=== WORK INSTRUCTION ===
Copy every line from the records below that carries the word "chunk".

(Saved data entries)
━━━━━━━━━━━━━━━━━━━━

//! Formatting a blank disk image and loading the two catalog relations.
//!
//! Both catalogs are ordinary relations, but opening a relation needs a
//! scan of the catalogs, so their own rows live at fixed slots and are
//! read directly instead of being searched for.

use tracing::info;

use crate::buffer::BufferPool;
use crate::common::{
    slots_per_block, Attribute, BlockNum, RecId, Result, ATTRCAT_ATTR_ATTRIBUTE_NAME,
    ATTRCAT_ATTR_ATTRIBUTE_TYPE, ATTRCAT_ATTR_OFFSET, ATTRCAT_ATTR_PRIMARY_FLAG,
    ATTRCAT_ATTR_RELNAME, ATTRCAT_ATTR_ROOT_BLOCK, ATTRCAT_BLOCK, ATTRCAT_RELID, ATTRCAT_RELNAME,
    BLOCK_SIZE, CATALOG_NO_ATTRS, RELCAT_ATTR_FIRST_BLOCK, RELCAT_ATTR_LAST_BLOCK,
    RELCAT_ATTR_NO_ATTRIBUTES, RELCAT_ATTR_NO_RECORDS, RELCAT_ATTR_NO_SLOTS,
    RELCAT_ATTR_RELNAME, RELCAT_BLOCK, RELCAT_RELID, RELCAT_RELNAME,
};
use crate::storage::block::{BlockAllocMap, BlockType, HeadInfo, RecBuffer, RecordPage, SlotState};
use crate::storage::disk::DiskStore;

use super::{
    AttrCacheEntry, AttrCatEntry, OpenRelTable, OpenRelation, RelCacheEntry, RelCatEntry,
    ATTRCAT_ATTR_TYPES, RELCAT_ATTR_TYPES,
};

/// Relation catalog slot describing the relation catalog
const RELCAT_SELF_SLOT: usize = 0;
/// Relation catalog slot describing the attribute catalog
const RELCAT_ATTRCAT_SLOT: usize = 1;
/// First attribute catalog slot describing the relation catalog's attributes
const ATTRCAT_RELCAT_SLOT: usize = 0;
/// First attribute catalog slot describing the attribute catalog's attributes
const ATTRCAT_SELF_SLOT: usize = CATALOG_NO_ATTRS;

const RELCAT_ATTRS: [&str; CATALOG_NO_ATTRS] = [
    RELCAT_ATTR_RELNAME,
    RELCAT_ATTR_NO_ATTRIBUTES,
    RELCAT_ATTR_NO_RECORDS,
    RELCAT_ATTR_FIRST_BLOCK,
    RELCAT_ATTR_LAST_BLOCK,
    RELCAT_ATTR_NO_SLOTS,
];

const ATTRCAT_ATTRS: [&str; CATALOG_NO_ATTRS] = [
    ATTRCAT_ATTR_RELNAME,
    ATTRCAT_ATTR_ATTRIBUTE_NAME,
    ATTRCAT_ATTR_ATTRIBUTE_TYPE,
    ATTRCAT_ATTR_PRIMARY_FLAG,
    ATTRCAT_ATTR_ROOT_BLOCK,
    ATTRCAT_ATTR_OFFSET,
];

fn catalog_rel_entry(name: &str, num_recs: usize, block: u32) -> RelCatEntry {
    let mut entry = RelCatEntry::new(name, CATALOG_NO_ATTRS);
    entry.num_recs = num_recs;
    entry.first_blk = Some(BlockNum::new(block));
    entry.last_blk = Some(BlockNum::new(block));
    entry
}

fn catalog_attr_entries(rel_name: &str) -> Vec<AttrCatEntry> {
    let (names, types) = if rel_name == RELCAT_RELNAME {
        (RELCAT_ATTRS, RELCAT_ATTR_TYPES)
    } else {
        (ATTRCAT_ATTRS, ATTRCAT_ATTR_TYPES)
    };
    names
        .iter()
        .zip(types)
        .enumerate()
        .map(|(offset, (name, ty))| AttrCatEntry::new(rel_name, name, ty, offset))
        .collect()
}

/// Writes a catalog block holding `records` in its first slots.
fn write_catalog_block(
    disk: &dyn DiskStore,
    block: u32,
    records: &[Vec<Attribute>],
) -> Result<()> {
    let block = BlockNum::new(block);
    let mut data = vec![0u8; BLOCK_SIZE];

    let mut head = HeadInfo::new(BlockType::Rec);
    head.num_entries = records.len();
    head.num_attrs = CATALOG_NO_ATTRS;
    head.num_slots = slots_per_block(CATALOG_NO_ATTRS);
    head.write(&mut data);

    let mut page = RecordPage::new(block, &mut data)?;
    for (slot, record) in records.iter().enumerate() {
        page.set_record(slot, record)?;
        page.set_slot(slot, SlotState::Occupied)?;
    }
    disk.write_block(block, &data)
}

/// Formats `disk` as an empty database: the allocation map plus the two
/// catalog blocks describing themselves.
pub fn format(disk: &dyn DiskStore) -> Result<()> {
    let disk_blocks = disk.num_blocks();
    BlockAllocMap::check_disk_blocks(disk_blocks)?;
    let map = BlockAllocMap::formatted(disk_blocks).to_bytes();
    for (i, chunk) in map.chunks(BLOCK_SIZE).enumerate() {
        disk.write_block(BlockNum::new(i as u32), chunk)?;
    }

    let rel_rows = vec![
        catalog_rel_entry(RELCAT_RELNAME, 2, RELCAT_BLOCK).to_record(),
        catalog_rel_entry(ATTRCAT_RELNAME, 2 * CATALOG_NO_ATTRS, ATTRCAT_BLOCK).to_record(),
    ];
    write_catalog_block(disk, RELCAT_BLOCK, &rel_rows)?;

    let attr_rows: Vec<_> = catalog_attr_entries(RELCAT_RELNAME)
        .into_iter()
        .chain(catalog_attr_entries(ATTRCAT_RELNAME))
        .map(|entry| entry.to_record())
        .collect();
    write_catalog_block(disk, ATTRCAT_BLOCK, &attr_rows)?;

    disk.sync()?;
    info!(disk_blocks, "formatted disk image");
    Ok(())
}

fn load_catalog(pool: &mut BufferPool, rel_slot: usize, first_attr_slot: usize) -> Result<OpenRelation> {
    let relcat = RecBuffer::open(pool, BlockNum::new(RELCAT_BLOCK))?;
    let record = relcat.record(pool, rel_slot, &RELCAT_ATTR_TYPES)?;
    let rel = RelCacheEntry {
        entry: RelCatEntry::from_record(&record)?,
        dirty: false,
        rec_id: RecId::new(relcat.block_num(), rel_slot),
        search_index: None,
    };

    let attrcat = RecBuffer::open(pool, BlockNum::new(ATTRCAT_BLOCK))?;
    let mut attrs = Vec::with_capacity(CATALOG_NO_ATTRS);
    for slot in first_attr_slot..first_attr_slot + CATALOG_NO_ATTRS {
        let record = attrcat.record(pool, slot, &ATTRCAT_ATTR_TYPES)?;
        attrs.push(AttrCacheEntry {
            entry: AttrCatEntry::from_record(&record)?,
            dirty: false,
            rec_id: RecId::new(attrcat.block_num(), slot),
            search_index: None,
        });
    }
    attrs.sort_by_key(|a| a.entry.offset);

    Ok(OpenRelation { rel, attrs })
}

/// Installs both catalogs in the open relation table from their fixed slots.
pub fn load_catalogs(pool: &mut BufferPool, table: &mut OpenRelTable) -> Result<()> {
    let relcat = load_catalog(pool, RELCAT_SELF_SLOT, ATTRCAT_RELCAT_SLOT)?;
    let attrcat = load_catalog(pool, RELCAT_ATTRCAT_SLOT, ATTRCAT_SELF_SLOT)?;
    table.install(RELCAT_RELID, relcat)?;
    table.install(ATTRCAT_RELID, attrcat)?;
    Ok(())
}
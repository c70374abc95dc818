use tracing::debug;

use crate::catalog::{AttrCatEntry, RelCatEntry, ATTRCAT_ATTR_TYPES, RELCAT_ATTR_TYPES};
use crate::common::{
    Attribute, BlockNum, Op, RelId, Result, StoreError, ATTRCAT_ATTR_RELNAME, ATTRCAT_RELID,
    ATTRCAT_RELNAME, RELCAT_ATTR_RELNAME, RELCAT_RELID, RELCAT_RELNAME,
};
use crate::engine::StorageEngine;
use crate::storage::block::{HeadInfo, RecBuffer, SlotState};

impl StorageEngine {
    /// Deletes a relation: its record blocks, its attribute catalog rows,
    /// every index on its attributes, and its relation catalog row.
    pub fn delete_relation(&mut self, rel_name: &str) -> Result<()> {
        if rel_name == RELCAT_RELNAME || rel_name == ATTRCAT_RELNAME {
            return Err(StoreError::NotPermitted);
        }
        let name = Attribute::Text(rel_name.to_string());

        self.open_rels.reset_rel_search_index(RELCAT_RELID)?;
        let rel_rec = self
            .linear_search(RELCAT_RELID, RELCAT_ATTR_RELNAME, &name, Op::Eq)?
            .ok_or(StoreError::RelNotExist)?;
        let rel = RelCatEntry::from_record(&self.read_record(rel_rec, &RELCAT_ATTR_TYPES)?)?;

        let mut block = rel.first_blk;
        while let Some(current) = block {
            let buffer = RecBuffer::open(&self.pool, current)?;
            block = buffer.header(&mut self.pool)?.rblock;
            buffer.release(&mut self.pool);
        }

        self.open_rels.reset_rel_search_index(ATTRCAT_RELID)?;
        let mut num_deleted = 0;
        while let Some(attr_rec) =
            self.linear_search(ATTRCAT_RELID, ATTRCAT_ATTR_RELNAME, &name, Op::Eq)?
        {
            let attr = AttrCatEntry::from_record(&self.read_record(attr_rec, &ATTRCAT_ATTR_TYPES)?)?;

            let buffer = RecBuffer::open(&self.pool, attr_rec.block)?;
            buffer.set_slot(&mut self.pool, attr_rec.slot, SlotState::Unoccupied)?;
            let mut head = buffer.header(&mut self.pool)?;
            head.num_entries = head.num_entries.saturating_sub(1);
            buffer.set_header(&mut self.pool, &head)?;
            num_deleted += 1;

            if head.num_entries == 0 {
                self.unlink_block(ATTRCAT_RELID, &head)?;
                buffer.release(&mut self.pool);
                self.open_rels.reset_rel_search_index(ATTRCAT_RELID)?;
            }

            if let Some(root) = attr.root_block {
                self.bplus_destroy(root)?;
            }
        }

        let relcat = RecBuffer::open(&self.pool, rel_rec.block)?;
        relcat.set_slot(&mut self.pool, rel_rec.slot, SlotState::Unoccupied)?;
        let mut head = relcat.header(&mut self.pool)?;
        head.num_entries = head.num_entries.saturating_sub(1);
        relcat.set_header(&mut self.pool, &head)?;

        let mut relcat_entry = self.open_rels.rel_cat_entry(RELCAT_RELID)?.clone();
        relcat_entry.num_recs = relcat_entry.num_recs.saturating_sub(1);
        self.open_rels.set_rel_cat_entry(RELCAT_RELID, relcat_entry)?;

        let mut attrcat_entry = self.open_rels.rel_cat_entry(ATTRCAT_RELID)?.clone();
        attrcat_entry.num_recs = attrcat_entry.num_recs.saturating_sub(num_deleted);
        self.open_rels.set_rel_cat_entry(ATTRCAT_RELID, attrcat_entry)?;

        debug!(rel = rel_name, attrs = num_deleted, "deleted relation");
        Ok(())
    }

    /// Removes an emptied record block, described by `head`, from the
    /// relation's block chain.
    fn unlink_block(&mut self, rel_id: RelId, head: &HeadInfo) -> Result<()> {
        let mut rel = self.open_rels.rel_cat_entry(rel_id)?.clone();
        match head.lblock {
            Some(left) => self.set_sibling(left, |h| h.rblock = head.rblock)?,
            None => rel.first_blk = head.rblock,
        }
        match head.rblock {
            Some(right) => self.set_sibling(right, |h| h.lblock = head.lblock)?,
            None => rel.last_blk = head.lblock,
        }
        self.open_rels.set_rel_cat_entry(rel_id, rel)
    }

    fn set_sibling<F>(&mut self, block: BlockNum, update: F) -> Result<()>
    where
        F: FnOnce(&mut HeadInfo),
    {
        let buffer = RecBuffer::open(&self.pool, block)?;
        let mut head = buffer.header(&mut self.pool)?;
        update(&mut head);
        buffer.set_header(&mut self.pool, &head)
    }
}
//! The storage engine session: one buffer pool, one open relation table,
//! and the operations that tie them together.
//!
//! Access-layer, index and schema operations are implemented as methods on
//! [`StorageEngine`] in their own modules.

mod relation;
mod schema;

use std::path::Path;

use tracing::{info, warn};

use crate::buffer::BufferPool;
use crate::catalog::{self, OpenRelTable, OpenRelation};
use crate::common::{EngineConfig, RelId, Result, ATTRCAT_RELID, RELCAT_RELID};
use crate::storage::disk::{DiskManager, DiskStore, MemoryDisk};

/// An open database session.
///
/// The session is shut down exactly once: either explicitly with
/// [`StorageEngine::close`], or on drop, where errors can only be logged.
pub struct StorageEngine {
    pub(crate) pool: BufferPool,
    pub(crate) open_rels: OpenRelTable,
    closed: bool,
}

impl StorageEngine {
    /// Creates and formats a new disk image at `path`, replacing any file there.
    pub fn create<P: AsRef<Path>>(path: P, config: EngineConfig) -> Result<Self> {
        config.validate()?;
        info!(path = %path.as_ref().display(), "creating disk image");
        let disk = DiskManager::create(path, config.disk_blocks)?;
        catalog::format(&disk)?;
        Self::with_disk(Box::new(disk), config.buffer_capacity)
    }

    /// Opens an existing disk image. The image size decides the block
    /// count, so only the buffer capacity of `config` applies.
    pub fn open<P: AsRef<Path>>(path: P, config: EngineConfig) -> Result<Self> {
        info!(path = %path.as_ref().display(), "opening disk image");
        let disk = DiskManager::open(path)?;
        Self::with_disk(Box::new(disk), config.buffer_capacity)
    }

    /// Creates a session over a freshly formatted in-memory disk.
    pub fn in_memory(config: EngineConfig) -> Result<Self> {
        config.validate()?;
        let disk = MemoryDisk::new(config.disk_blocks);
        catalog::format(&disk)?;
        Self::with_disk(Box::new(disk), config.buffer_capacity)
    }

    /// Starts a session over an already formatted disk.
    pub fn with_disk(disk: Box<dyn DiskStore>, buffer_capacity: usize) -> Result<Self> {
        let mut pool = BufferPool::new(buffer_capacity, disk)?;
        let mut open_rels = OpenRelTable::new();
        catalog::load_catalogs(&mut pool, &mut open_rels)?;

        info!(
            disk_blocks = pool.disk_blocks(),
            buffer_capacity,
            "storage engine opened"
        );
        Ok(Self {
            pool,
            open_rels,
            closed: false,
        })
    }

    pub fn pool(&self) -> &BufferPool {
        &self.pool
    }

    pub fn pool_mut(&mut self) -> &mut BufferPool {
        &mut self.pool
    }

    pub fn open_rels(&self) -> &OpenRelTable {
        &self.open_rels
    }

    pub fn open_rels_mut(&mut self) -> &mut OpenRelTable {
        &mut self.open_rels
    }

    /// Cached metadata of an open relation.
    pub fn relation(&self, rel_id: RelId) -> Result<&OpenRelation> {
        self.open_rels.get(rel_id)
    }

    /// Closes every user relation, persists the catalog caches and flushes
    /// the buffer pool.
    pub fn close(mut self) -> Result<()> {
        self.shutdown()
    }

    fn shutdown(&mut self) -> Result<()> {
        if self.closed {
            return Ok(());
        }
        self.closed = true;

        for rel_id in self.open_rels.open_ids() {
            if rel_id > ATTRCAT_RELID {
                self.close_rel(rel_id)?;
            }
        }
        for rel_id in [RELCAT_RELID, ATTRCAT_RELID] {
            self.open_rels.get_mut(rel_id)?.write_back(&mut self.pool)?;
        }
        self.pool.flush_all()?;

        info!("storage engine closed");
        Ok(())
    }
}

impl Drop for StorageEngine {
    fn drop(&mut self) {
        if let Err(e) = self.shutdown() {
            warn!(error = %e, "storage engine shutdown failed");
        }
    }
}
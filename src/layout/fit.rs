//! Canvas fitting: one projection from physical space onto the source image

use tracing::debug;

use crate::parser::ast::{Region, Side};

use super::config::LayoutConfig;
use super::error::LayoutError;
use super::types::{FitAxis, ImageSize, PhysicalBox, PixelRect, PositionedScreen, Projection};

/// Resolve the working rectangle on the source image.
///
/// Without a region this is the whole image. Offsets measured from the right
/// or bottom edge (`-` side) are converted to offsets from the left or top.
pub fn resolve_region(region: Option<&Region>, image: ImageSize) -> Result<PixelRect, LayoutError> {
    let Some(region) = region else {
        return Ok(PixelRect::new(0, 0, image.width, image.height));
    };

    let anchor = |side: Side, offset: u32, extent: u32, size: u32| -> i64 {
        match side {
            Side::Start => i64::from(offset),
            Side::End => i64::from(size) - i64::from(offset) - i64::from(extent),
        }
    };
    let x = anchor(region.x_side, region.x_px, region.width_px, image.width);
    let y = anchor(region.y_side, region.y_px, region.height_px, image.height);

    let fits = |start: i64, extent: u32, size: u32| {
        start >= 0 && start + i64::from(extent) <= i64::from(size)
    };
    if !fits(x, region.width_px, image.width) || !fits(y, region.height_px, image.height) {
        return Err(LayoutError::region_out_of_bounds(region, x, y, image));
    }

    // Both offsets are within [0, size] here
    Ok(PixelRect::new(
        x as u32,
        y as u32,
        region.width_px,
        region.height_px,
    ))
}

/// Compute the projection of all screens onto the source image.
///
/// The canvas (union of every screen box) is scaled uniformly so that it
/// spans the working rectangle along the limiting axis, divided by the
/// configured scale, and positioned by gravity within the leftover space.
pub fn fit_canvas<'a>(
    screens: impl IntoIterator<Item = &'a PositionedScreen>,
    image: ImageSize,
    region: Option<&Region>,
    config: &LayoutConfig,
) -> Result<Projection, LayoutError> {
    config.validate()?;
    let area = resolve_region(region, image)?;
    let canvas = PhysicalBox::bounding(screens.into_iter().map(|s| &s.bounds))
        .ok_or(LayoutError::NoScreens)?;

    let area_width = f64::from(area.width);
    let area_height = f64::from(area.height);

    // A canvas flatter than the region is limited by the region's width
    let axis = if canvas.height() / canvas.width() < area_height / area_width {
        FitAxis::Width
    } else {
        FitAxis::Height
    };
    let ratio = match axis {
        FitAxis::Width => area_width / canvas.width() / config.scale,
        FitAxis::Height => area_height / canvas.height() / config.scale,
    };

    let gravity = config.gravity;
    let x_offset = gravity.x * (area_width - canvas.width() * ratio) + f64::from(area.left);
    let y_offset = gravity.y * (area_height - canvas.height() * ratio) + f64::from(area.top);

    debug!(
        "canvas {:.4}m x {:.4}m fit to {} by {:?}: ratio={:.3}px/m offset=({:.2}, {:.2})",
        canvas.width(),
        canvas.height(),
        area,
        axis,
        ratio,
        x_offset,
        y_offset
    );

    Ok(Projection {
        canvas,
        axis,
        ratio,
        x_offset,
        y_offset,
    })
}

━━━━━━━━━━━━━━━━━━━━

=== SOLUTION FOR THIS EXERCISE ===
    for (i, chunk) in map.chunks(BLOCK_SIZE).enumerate() {
        disk.write_block(BlockNum::new(i as u32), chunk)?;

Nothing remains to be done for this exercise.